Two forces converged.

The halving hit margins hard. The April 2024 halving cut the block subsidy from 6.25 to 3.125 BTC. Even with cheap hydropower, Bhutan's mining hardware — which was never top-tier — became uncompetitive against industrial operations running next-generation ASICs. On-chain data shows no mining inflows exceeding $100,000 to DHI-linked addresses in over a year, suggesting the operation has effectively ceased.

Electricity became more valuable than hashrate. The same rivers powering Bhutan's miners can generate revenue by exporting electricity to India via existing transmission agreements. As Bitcoin's mining difficulty marched higher through 2025 and early 2026, the economics tipped decisively toward selling kilowatt-hours to New Delhi rather than converting them into SHA-256 hashes.

Where the Money Is Going

Reports from regional outlets suggest Bhutan's Bitcoin proceeds are being directed toward the Gelephu Mindfulness City, an ambitious special economic zone near the Indian border designed to attract foreign investment and diversify the economy. If true, it means Bhutan is effectively converting a volatile digital asset into long-term physical infrastructure — a rational choice for a developing nation, even if Bitcoiners find it painful to watch.

The Sovereign Stack Scorecard

Bhutan's exit reshapes the sovereign Bitcoin landscape:

  • United States: ~207,000 BTC (seized assets, no active accumulation policy)
  • El Salvador: ~6,100 BTC (still buying via daily DCA)
  • Bhutan: ~3,524 BTC (actively selling, mining halted)

El Salvador, often criticized for its Bitcoin strategy, now holds nearly twice what Bhutan does. The irony is thick.

What This Doesn't Mean

This is not a referendum on Bitcoin itself. Bhutan didn't sell because it lost faith in BTC — it sold because its specific mining-based strategy became uneconomic after the halving, and it had pressing development needs. The decision reveals more about mining economics and national priorities than about Bitcoin's long-term value proposition.

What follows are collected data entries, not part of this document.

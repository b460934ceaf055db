//! In-memory aggregation of telemetry events per session.
//!
//! Sessions are never evicted automatically; call
//! [`MetricsAggregator::end_session`] and drop the aggregator, or accept
//! unbounded growth for long-lived processes.

use std::collections::{BTreeMap, HashMap};
use std::sync::{Arc, Mutex, PoisonError};

use chrono::{DateTime, Utc};
use serde::{Deserialize, Serialize};

use crate::telemetry::bridge::{TelemetryEvent, TelemetrySubscriber};
use crate::telemetry::error::Result;

/// Running totals for one session.
#[derive(Debug, Clone, PartialEq, Serialize, Deserialize)]
#[serde(rename_all = "camelCase")]
pub struct SessionMetrics {
    /// Session identifier.
    pub session_id: String,
    /// First event time.
    pub start_time: DateTime<Utc>,
    /// Most recent event time.
    pub last_event_time: DateTime<Utc>,
    /// Number of events recorded.
    pub total_events: u64,
    /// Events per type.
    pub event_counts: BTreeMap<String, u64>,
    /// Milliseconds from the first event to the last event, or to `end_session`.
    pub duration_ms: u64,
    /// Whether `end_session` was called.
    pub ended: bool,
}

/// Snapshot across all sessions.
#[derive(Debug, Clone, Default, PartialEq, Serialize, Deserialize)]
#[serde(rename_all = "camelCase")]
pub struct AggregateMetrics {
    /// Number of known sessions.
    pub total_sessions: usize,
    /// Number of events across sessions.
    pub total_events: u64,
    /// Events per type, summed across sessions.
    pub event_distribution: BTreeMap<String, u64>,
}

/// Per-session event counters.
#[derive(Debug, Default, Clone)]
pub struct MetricsAggregator {
    sessions: Arc<Mutex<HashMap<String, SessionMetrics>>>,
}

impl MetricsAggregator {
    /// Creates an empty aggregator.
    pub fn new() -> Self {
        Self::default()
    }

    /// Counts one event of `event_type` for the session.
    pub fn record_event(&self, session_id: &str, event_type: &str) {
        let now = Utc::now();
        let mut sessions = self.sessions.lock().unwrap_or_else(PoisonError::into_inner);
        let session = sessions.entry(session_id.to_string()).or_insert_with(|| SessionMetrics {
            session_id: session_id.to_string(),
            start_time: now,
            last_event_time: now,
            total_events: 0,
            event_counts: BTreeMap::new(),
            duration_ms: 0,
            ended: false,
        });
        session.total_events += 1;
        *session.event_counts.entry(event_type.to_string()).or_insert(0) += 1;
        session.last_event_time = now;
        session.duration_ms = millis_between(session.start_time, now);
    }

    /// Running totals for a session, `None` if it is unknown.
    pub fn get_session_metrics(&self, session_id: &str) -> Option<SessionMetrics> {
        self.sessions.lock().unwrap_or_else(PoisonError::into_inner).get(session_id).cloned()
    }

    /// Snapshot of every session.
    pub fn get_all_metrics(&self) -> AggregateMetrics {
        let sessions = self.sessions.lock().unwrap_or_else(PoisonError::into_inner);
        let mut aggregate =
            AggregateMetrics { total_sessions: sessions.len(), ..AggregateMetrics::default() };
        for session in sessions.values() {
            aggregate.total_events += session.total_events;
            for (event_type, count) in &session.event_counts {
                *aggregate.event_distribution.entry(event_type.clone()).or_insert(0) += count;
            }
        }
        aggregate
    }

    /// Finalizes the session duration as now minus its start time.
    ///
    /// Returns the final metrics, or `None` for an unknown session.
    pub fn end_session(&self, session_id: &str) -> Option<SessionMetrics> {
        let mut sessions = self.sessions.lock().unwrap_or_else(PoisonError::into_inner);
        let session = sessions.get_mut(session_id)?;
        session.duration_ms = millis_between(session.start_time, Utc::now());
        session.ended = true;
        Some(session.clone())
    }
}

fn millis_between(start: DateTime<Utc>, end: DateTime<Utc>) -> u64 {
    u64::try_from(end.signed_duration_since(start).num_milliseconds()).unwrap_or(0)
}

/// Feeds bridge events into a [`MetricsAggregator`].
///
/// Sessions are keyed by the event's `executionId`, then `optimizationId`,
/// falling back to `"global"`.
#[derive(Debug, Clone)]
pub struct MetricsSubscriber {
    aggregator: MetricsAggregator,
}

impl MetricsSubscriber {
    /// Wraps an aggregator; clones of the aggregator observe the same counters.
    pub fn new(aggregator: MetricsAggregator) -> Self {
        Self { aggregator }
    }
}

impl TelemetrySubscriber for MetricsSubscriber {
    fn name(&self) -> &str {
        "metrics"
    }

    fn on_event(&self, event: &TelemetryEvent) -> Result<()> {
        let session_id = ["executionId", "optimizationId"]
            .iter()
            .find_map(|key| event.data.get(*key).and_then(|v| v.as_str()))
            .unwrap_or("global");
        self.aggregator.record_event(session_id, &event.event_name);
        Ok(())
    }
}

Any individual or institution that bought Bitcoin outright rather than mining it is unaffected by the dynamics that broke Bhutan's model. Buying is not mining.

Bitcoin Gate Take

Bhutan's exit is the first real-world stress test of the "mine-with-stranded-energy" sovereign thesis. The result: it works brilliantly in a high-subsidy era and breaks when the halving arrives and you haven't upgraded your hardware. The lesson for future nation-state adopters is simple — buy the asset, don't try to manufacture it, unless you're committed to perpetual capex cycles that rival private-sector miners. For long-term holders, this changes nothing about the supply schedule. It just means 3,247 BTC found stronger hands in 2026.